Après la qualification, le véritable test commence
Si l’Angleterre remporte la tête du groupe L comme prévu, la phase à élimination directe pourrait l’opposer très tôt à des cadors européens ou sud-américains. La France occupe la 1re place au classement FIFA, l’Espagne la 2e, l’Argentine la 3e, le Portugal la 5e — des noms qui signifient qu’un instant d’inattention peut être puni sur-le-champ. D’anciens internationaux restent optimistes pour l’Angleterre : la série défensive sans encaisser de but en qualifications, la régularité finissière de Kane et la capacité de Tuchel à ajuster tactiquement en grand rendez-vous forment le socle de confiance de la sélection anglaise pour cette Coupe du monde.

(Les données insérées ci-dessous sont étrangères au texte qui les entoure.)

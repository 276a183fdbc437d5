//! Context Store
//!
//! Holds the selected company, location, device, and date range. Every write
//! applies its downstream clears in the same call, so readers never see a device
//! from one location paired with a different location.
//!
//! The store performs no reference-data lookups. Narrowing against the catalog is
//! the resolver's job (see [`crate::states::resolver`]).

use crate::domain::{CompanyId, DateRange, DateRangeKey, DeviceId, LocationId};
use chrono::NaiveDate;

/// The current selection narrowing which data is queried and shown
#[derive(Debug, Clone, Default, PartialEq, Eq)]
pub struct ScopeContext {
    pub company_id: Option<CompanyId>,
    pub location_id: Option<LocationId>,
    pub device_id: Option<DeviceId>,
    pub date_range: DateRange,
}

/// Key identifying the scope a fetch was issued for
#[derive(Debug, Clone, PartialEq, Eq, Hash)]
pub struct ScopeKey {
    pub company_id: Option<CompanyId>,
    pub location_id: Option<LocationId>,
    pub device_id: Option<DeviceId>,
    pub range_key: DateRangeKey,
}

impl ScopeContext {
    pub fn key(&self, today: NaiveDate) -> ScopeKey {
        ScopeKey {
            company_id: self.company_id.clone(),
            location_id: self.location_id.clone(),
            device_id: self.device_id.clone(),
            range_key: self.date_range.key_or_default(today),
        }
    }
}

/// Which fields a write touched
#[derive(Debug, Clone, Copy, Default, PartialEq, Eq)]
pub struct ContextChange {
    pub company: bool,
    pub location: bool,
    pub device: bool,
    pub date_range: bool,
}

impl ContextChange {
    pub fn any(&self) -> bool {
        self.company || self.location || self.device || self.date_range
    }

    /// Company/location/device chain changed
    pub fn scope(&self) -> bool {
        self.company || self.location || self.device
    }

    pub fn merge(self, other: ContextChange) -> ContextChange {
        ContextChange {
            company: self.company || other.company,
            location: self.location || other.location,
            device: self.device || other.device,
            date_range: self.date_range || other.date_range,
        }
    }
}

/// Single source of truth for the scope selection
#[derive(Debug, Clone, Default)]
pub struct ContextStore {
    scope: ScopeContext,
}

impl ContextStore {
    pub fn new() -> Self {
        Self::default()
    }

    // ==================== Getters ====================

    pub fn scope(&self) -> &ScopeContext {
        &self.scope
    }

    pub fn company_id(&self) -> Option<&CompanyId> {
        self.scope.company_id.as_ref()
    }

    pub fn location_id(&self) -> Option<&LocationId> {
        self.scope.location_id.as_ref()
    }

    pub fn device_id(&self) -> Option<&DeviceId> {
        self.scope.device_id.as_ref()
    }

    pub fn date_range(&self) -> DateRange {
        self.scope.date_range
    }

    // ==================== Setters ====================

    /// Set the company and unconditionally clear location and device
    pub fn set_company(&mut self, id: Option<CompanyId>) -> ContextChange {
        let change = ContextChange {
            company: self.scope.company_id != id,
            location: self.scope.location_id.is_some(),
            device: self.scope.device_id.is_some(),
            date_range: false,
        };
        self.scope.company_id = id;
        self.scope.location_id = None;
        self.scope.device_id = None;
        change
    }

    /// Set the location and unconditionally clear the device
    pub fn set_location(&mut self, id: Option<LocationId>) -> ContextChange {
        let change = ContextChange {
            location: self.scope.location_id != id,
            device: self.scope.device_id.is_some(),
            ..ContextChange::default()
        };
        self.scope.location_id = id;
        self.scope.device_id = None;
        change
    }

    pub fn set_device(&mut self, id: Option<DeviceId>) -> ContextChange {
        let change = ContextChange {
            device: self.scope.device_id != id,
            ..ContextChange::default()
        };
        self.scope.device_id = id;
        change
    }

    /// Replace the range wholesale
    pub fn set_date_range(&mut self, range: DateRange) -> ContextChange {
        let change = ContextChange {
            date_range: self.scope.date_range != range,
            ..ContextChange::default()
        };
        self.scope.date_range = range;
        change
    }

    /// Assert the trailing-week default when either end is unset
    pub fn ensure_default_date_range(&mut self, today: NaiveDate) -> ContextChange {
        if self.scope.date_range.is_complete() {
            return ContextChange::default();
        }
        self.set_date_range(DateRangeKey::Last7.range(today))
    }
}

Le premier match, contre la Croatie, sera une « pierre de touche » : la capacité à transposer sur le rythme de la compétition la coordination de pressing travaillée à l’entraînement, à maintenir la qualité de relance face au marquage au milieu de terrain adverse, décidera directement du parcours dans le groupe. Pour nous, ce qui mérite le plus d’attention n’est pas seulement le score, mais la manière dont Tuchel gère l’intensité sur 90 minutes — ce qui annonce souvent mieux qu’une victoire d’entrée jusqu’où l’Angleterre peut aller.